EXERCISE
From the material below, tally every line containing "Option"; reply with the total only.
+++
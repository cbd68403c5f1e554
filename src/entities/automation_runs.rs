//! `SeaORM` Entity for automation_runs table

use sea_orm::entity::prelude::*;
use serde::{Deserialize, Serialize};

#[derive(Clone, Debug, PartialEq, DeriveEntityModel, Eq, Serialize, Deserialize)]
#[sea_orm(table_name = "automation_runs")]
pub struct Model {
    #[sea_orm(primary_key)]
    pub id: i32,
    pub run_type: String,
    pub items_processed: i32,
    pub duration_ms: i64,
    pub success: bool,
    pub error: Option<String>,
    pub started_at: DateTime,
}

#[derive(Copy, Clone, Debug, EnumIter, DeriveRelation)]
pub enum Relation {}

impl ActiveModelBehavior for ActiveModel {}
+++
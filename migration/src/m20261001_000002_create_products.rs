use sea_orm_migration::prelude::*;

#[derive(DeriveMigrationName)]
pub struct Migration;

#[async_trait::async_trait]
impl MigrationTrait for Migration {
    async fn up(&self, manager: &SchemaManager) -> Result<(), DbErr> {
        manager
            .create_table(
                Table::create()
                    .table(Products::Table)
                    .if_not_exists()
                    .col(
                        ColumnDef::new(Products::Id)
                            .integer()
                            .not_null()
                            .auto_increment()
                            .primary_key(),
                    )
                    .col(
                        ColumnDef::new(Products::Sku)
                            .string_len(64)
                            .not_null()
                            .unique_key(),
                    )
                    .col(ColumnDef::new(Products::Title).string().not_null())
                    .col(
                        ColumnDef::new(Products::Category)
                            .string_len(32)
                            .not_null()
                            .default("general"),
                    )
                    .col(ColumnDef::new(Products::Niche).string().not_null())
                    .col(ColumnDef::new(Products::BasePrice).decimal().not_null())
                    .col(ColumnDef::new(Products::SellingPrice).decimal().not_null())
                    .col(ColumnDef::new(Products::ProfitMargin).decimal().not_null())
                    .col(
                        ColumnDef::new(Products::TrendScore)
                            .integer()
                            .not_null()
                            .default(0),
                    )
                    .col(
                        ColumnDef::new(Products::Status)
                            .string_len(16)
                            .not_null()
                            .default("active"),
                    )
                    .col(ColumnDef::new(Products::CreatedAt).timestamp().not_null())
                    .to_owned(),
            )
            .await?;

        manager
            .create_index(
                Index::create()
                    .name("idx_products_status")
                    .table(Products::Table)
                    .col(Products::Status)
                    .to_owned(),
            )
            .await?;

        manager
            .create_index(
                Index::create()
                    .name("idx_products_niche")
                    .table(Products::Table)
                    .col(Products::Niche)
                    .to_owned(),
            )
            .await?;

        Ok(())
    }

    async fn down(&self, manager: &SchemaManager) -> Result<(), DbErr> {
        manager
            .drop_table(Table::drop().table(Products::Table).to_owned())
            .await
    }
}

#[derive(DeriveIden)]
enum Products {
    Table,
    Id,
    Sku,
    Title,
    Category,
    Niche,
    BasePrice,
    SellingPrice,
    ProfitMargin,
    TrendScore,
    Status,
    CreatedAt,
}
+++
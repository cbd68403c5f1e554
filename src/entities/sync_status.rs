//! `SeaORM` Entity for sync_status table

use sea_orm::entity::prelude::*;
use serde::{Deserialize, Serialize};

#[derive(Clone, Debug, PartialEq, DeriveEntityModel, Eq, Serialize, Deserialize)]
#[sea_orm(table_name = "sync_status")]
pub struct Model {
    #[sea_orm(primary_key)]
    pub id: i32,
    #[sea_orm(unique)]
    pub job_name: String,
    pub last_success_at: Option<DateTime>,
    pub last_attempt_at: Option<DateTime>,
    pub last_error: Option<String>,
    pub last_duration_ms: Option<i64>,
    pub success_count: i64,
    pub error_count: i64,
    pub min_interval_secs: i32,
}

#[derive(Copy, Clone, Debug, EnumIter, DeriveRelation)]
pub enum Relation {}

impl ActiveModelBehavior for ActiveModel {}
+++
EXERCISE RESPONSE
5